Les combats à Khader
D’un point de vue syrien, les combats qui se sont déroulés au début novembre dans les hauteurs nord du Golan syrien autour du village druze de Khader n’étaient qu’un nouvel événement particulier dans une longue guerre tumultueuse – mais, pour Israël, c’était un événement vraiment significatif. Le test, pour Israël, n’était pas celui de sa gestion ordinaire de la sécurité des frontières, mais de sa stratégie cohérente consistant à éviter toute implication active dans la guerre civile en Syrie. Une intervention immédiate a été requise par le premier ministre (au beau milieu de sa visite à Londres), sous la forme d’une déclaration sans précédent sur l’obligation pour Israël de protéger Khader.
La situation s’est stabilisée (jusqu’au prochain incident de ce genre), mais les tensions qui ont surgi devrait déclencher une réévaluation de l’approche stratégique d’Israël à la toute fin du conflit syrien. La question centrale qui défie Israël est la suivante : en tant qu’acteur régional, peut-il apporter un soutien sans faille à ses alliés, aussi bien ceux de l’environnement immédiat que lointain?
Le “test du mur inébranlable” est la logique qu’on décèle derrière la coopération de ces dernières années entre les villageois de Khader et les agents terroristes opérationnels du Hezbollah, qui ont fait la preuve de leur capacité à relever le défi tout au long de la guerre pour Assad.
La logique israélienne qui soutient sa politique de non-intervention a poussé les citoyens druzes d’Israël à exiger de l’Etat une intervention active pour protéger leurs frères de l’autre côté de la frontière. La bataille de Khader a ainsi agi à la façon d’un sismographe pour le gouvernement israélien. Elle a mis en lumière son dilemme stratégique interne et externe, testé son fonctionnement et a jeté une lumière crue sur son image en tant que soutien sans faille de ses alliés.
La défaite kurde de Kirkouk
La lutte des Kurdes pour leur indépendance a aussi mis à l’épreuve l’étendue de la force d’Israël en tant qu’appui indéfectible régional en temps de crise. La détermination du dirigeant kurde Barzani à maintenir, à tort ou à raison, son référendum sur l’indépendance du Kurdistan a emporté le soutien de l’opinion publique en Israël, mais les Kurdes s’attendaient à mieux.
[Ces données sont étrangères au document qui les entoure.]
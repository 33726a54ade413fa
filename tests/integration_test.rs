//! 集成測試

use chrono::NaiveDate;
use plannink::*;
use rust_decimal::Decimal;
use serde_json::json;

fn reference_record() -> RawRecord {
    // 參考情境：歷史 {ENE:200, FEB:250, MAR:300, ABR:280, MAY:220}，
    // 22 個工作日 → 平均 250、日消耗 ≈ 11.36
    json!({
        "CODIGO": "PRD-100",
        "DESCRIPCION": "Guantes de nitrilo talla M",
        "STOCK_FISICO": 500,
        "UNIDADES_POR_CAJA": 24,
        "STOCK_SEGURIDAD": 100,
        "HISTORICO_CONSUMOS": {
            "ENE_2024": 200, "FEB_2024": 250, "MAR_2024": 300,
            "ABR_2024": 280, "MAY_2024": 220
        }
    })
    .as_object()
    .unwrap()
    .clone()
}

fn service() -> PlanningService {
    PlanningService::new(
        PlanningConfig::new(),
        WorkCalendar::default(),
        NaiveDate::from_ymd_opt(2025, 2, 14).unwrap(),
    )
    .unwrap()
}

#[test]
fn test_end_to_end_reference_scenario() {
    let service = service();
    let outcome = service.recalculate(vec![reference_record()]).unwrap();
    assert_eq!(outcome.products.len(), 1);

    let product = service.product("PRD-100").unwrap();

    // 衍生參數
    assert_eq!(product.average_consumption, Decimal::from(250));
    assert_eq!(product.minimum_stock, Decimal::from(350));
    assert_eq!(product.reorder_point, Decimal::from(500));
    assert!(product.daily_consumption > Decimal::new(1136, 2));
    assert!(product.daily_consumption < Decimal::new(1137, 2));

    // 邊界情況：庫存 500 不小於再訂購點 500 → safe，絕不是 warning
    let status = ReorderCalculator::classify(
        product.total_stock,
        product.safety_stock,
        product.reorder_point,
    );
    assert_eq!(status, StockStatus::Safe);

    // 不變量：總庫存 = 實體 + 在途；最小庫存 = 合計消耗 + 安全庫存
    assert_eq!(
        product.total_stock,
        product.physical_stock + product.units_in_transit
    );
    assert_eq!(
        product.minimum_stock,
        product.total_consumption + product.safety_stock
    );

    // 預測序列完整且按月推進
    let projections = service.projections("PRD-100").unwrap();
    assert_eq!(projections.len(), 6);
    assert_eq!(projections[0].mes.label(), "FEB-2025");
    for pair in projections.windows(2) {
        assert!(pair[0].mes < pair[1].mes);
        // 期初鏈結：次期期初 = 前期消耗後庫存 + 前期訂購量
        assert_eq!(
            pair[1].stock_inicial,
            pair[0].stock_proyectado + pair[0].unidades_a_pedir
        );
    }
}

#[test]
fn test_transit_units_full_flow() {
    let service = service();
    service.recalculate(vec![reference_record()]).unwrap();

    let before = service.product("PRD-100").unwrap();
    let updated = service
        .apply_transit_units("PRD-100", Decimal::from(48))
        .unwrap();

    assert_eq!(updated.units_in_transit, Decimal::from(48));
    assert_eq!(updated.total_stock, before.total_stock + Decimal::from(48));
    assert_eq!(
        updated.total_stock,
        updated.physical_stock + updated.units_in_transit
    );

    // 零與負值被拒絕，不是靜默的 no-op
    assert!(service.apply_transit_units("PRD-100", Decimal::ZERO).is_err());
    assert!(service
        .apply_transit_units("PRD-100", Decimal::from(-5))
        .is_err());
    let unchanged = service.product("PRD-100").unwrap();
    assert_eq!(unchanged.units_in_transit, Decimal::from(48));
}

#[test]
fn test_transit_days_flag_persistence_across_operations() {
    let service = service();
    service.recalculate(vec![reference_record()]).unwrap();

    // 對索引 2 套用在途天數
    let updated = service.apply_transit_days("PRD-100", 5, Some(2)).unwrap();
    for (index, projection) in updated.projections.iter().enumerate() {
        assert_eq!(projection.dias_transito_aplicados, index == 2);
    }

    // 無關的在途單位數操作觸發整序列重建，旗標必須保留
    let after_units = service
        .apply_transit_units("PRD-100", Decimal::from(24))
        .unwrap();
    for (index, projection) in after_units.projections.iter().enumerate() {
        assert_eq!(
            projection.dias_transito_aplicados,
            index == 2,
            "索引 {index} 的旗標在重建後改變"
        );
    }

    // 超出上限（30）與非法索引被拒絕
    assert!(service.apply_transit_days("PRD-100", 31, None).is_err());
    assert!(service.apply_transit_days("PRD-100", 5, Some(99)).is_err());
}

#[test]
fn test_weekly_decomposition_from_generated_projections() {
    let service = service();
    service.recalculate(vec![reference_record()]).unwrap();

    let projections = service.projections("PRD-100").unwrap();
    let weekly = derive_weekly_from_monthly(&projections);

    // 每月正好 4 點
    assert_eq!(weekly.len(), projections.len() * 4);

    // 各月的週消耗為月消耗的四分之一
    let first = &projections[0];
    let quarter = first.consumo_mensual / Decimal::from(4);
    for point in &weekly[..4] {
        assert_eq!(point.consumo, quarter);
    }

    // 第一週由消耗後庫存回推到期初
    assert_eq!(
        weekly[0].stock,
        first.stock_proyectado + first.consumo_mensual
    );
    assert!(weekly.iter().all(|p| p.stock >= Decimal::ZERO));
}

#[test]
fn test_business_day_advancement() {
    let calendar = WorkCalendar::default();

    // 2024-01-05（週五）+ 3 個工作日 → 跳過週末 → 2024-01-10（週三）
    let friday = NaiveDate::from_ymd_opt(2024, 1, 5).unwrap();
    assert_eq!(
        calendar.add_business_days(friday, 3),
        NaiveDate::from_ymd_opt(2024, 1, 10).unwrap()
    );
}

#[test]
fn test_stockout_risk_bounds_on_generated_history() {
    let history = ConsumptionHistory::from_labeled(vec![
        ("ENE-2024", Decimal::from(200)),
        ("FEB-2024", Decimal::from(250)),
        ("MAR-2024", Decimal::from(300)),
        ("ABR-2024", Decimal::from(280)),
        ("MAY-2024", Decimal::from(220)),
    ])
    .unwrap();

    for stock in [0.0, 100.0, 250.0, 500.0, 2_000.0] {
        let risk = stats::stockout_risk_percent(stock, &history, 20);
        assert!((0.0..=100.0).contains(&risk), "risk({stock}) = {risk}");
    }

    // 少於 3 點 → 0
    let short = ConsumptionHistory::from_labeled(vec![("ENE-2024", Decimal::from(10))]).unwrap();
    assert_eq!(stats::stockout_risk_percent(100.0, &short, 20), 0.0);
}

#[test]
fn test_wire_format_round_trip() {
    let service = service();
    service.recalculate(vec![reference_record()]).unwrap();
    let product = service.product("PRD-100").unwrap();

    let json = serde_json::to_value(&product).unwrap();

    // 頂層大寫鍵
    assert_eq!(json["CODIGO"], "PRD-100");
    assert!(json.get("STOCK_TOTAL").is_some());
    assert!(json.get("PUNTO_REORDEN").is_some());
    assert!(json.get("DEFICIT").is_some());
    assert!(json.get("CAJAS_A_PEDIR").is_some());
    assert!(json.get("UNIDADES_A_PEDIR").is_some());
    assert!(json.get("FECHA_REPOSICION").is_some());
    assert!(json.get("DIAS_COBERTURA").is_some());
    assert_eq!(json["CONFIGURACION"]["DIAS_PUNTO_REORDEN"], 44);

    // 歷史消耗是月份鍵直接對數量的物件，且按時間順序
    assert!(json["HISTORICO_CONSUMOS"].get("ENE-2024").is_some());
    assert!(json["HISTORICO_CONSUMOS"].get("MAY-2024").is_some());

    // 預測記錄的小寫鍵
    let first = &json["PROYECCIONES"][0];
    assert!(first.get("mes").is_some());
    assert!(first.get("stock_proyectado").is_some());
    assert!(first.get("consumo_mensual").is_some());
    assert!(first.get("punto_reorden").is_some());
    assert!(first.get("deficit").is_some());
    assert!(first.get("cajas_a_pedir").is_some());
    assert!(first.get("alerta_stock").is_some());
    assert!(first.get("fecha_reposicion").is_some());

    // 往返解析
    let back: Product = serde_json::from_value(json).unwrap();
    assert_eq!(back.code, product.code);
    assert_eq!(back.projections.len(), product.projections.len());
}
Ils ne pouvaient faire face par eux-mêmes pour mener la contre-attaque contre l’offensive irako-iranienne sur Kirkouk. Le rêve kurde d’indépendance politique, qui était perçu comme à portée de main, a été, une fois, de plus reporté.
La distance considérable limitait les capacités d’Israël à leur apporter une assistance militaire, un point que les Kurdes comprennent. Cependant, il y avait d’autres dimensions d’influence et de soutien où Israël n’est pas parvenu à répondre aux attentes des Kurdes. L’intimité d’Israël avec les Etats-Unis souligne largement son image de puissance et les Kurdes escomptaient qu’Israël parvienne à enrôler un soutien militaire américain suffisant pour servir de bouclier dissuasif contre l’attaque irako-iranienne.
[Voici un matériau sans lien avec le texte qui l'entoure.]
//! 髒標記追蹤

use std::collections::HashMap;

use serde::{Deserialize, Serialize};

/// 標記原因（記錄觸發重算的操作類別）
#[derive(Debug, Clone, Copy, PartialEq, Eq, Serialize, Deserialize)]
pub enum DirtyReason {
    /// Excel 重新整理 / 批次重算
    Refresh,
    /// 在途單位數變更
    TransitUnits,
    /// 在途天數變更
    TransitDays,
}

/// 髒標記追蹤器
///
/// 在途調整或資料重新整理後標記產品，讓服務層只對受影響的產品
/// 重建預測序列。
#[derive(Debug, Default)]
pub struct DirtyTracker {
    dirty_products: HashMap<String, DirtyReason>,
}

impl DirtyTracker {
    /// 創建新的追蹤器
    pub fn new() -> Self {
        Self::default()
    }

    /// 標記產品為髒
    ///
    /// 同一產品重複標記時保留最新的原因。
    pub fn mark_dirty(&mut self, product_code: String, reason: DirtyReason) {
        self.dirty_products.insert(product_code, reason);
    }

    /// 檢查產品是否為髒
    pub fn is_dirty(&self, product_code: &str) -> bool {
        self.dirty_products.contains_key(product_code)
    }

    /// 取得標記原因
    pub fn reason(&self, product_code: &str) -> Option<DirtyReason> {
        self.dirty_products.get(product_code).copied()
    }

    /// 髒產品數量
    pub fn len(&self) -> usize {
        self.dirty_products.len()
    }

    /// 是否沒有髒產品
    pub fn is_empty(&self) -> bool {
        self.dirty_products.is_empty()
    }

    /// 取出所有髒產品並清空（代碼排序，批次重算的順序可重現）
    pub fn drain(&mut self) -> Vec<(String, DirtyReason)> {
        let mut drained: Vec<_> = self.dirty_products.drain().collect();
        drained.sort_by(|a, b| a.0.cmp(&b.0));
        drained
    }

    /// 清除單一產品的標記
    pub fn clear(&mut self, product_code: &str) {
        self.dirty_products.remove(product_code);
    }

    /// 清除所有標記
    pub fn clear_all(&mut self) {
        self.dirty_products.clear();
    }
}
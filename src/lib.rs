//! # Plannink
//!
//! 庫存預測與補貨參數計算引擎：由產品的歷史消耗、目前庫存與
//! 配置產生月度預測序列，並支援在途單位數 / 在途天數兩種調整。

// Re-export 主要類型
pub use plannink_api::{Normalizer, PlanningService, RawRecord, SCHEMA_VERSION};
pub use plannink_calc::{
    derive_weekly_from_monthly, stats, CalcOutcome, IntegrityWarning, OrderResolver,
    ProjectionGenerator, ReorderCalculator, ReorderParams, StockStatus, TransitAdjuster,
    WarningSeverity, WeeklyPoint,
};
pub use plannink_core::{
    CalculationMethod, ConsumptionHistory, MonthKey, PlannedReceipt, PlanningConfig,
    PlanningError, Product, Projection, RequiredAction, Result, WorkCalendar,
};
Cependant, dans un mouvement de défiance franche et ouverte, et par une opération foudroyante, l’armée irakienne, armée de l’équipement ultra-moderne américain et sous la direction des Gardiens de la Révolution Iranienne, a imposé à l’Amérique un fait accompli (en français dans le texte) qui a rendu caduque ses intentions de continuer dans un rôle de médiateur entre les parties. Le chef d’Etat-Major iranien a mis un point d’honneur à proclamer après l’attaque, que : “Les Etats-Unis et Israël ont conspiré pour créer un Second Israël dans la région du Kurdistan”.
Par cette attaque victorieuse, les Iraniens ont réussi, non seulement à déjouer la réalisation de l’indépendance kurde, mais aussi à écorner le statut des Etats-Unis et d’Israël en tant que puissances régionales inflexibles.
Le besoin d’agir efficacement au-delà des frontières de l’Etat
Dans le cadre du traumatisme ancien d’Israël dû au “plongeon dans le bourbier libanais”, et dû à des considérations stratégiques pratiques, Israël s’est largement abstenu, tout au long de la guerre en Syrie, de toute intervention militaire au grand jour au-delà de ses frontières. Quand Israël a agi en Syrie, secrètement ou ouvertement, c’était dans l’intérêt immédiat de sa propre sécurité. En tant que Commandant du Corps du Nord, j’ai participé aux discussions sur la question et concouru à la politique globale qui s’est développée.
Cependant, au regard du nouvel ordre émergeant, on doit examiner de quelle façon Israël se positionnera et peaufinera son image de puissance, non seulement comme gardienne de son propre territoire et de ses frontières, mais en tant que force influente dans le façonnage du système régional.
Le débat concernant les frontières de l’Etat est distinct de celui sur les sphères d’intérêt et sur la portée des actions militaires, ouverte et clandestine, qui est requise pour la protection de la souveraineté. Sur cette distinction essentielle, le Major-Général Harkabi a écrit dans son livre : Guerre et Stratégie : “Les Etats ont des frontières légales qui sont celles de leur territoire national, mais ils ont aussi des “frontières stratégiques”, pour lesquelles ils seront pr”parés à partir en guerre…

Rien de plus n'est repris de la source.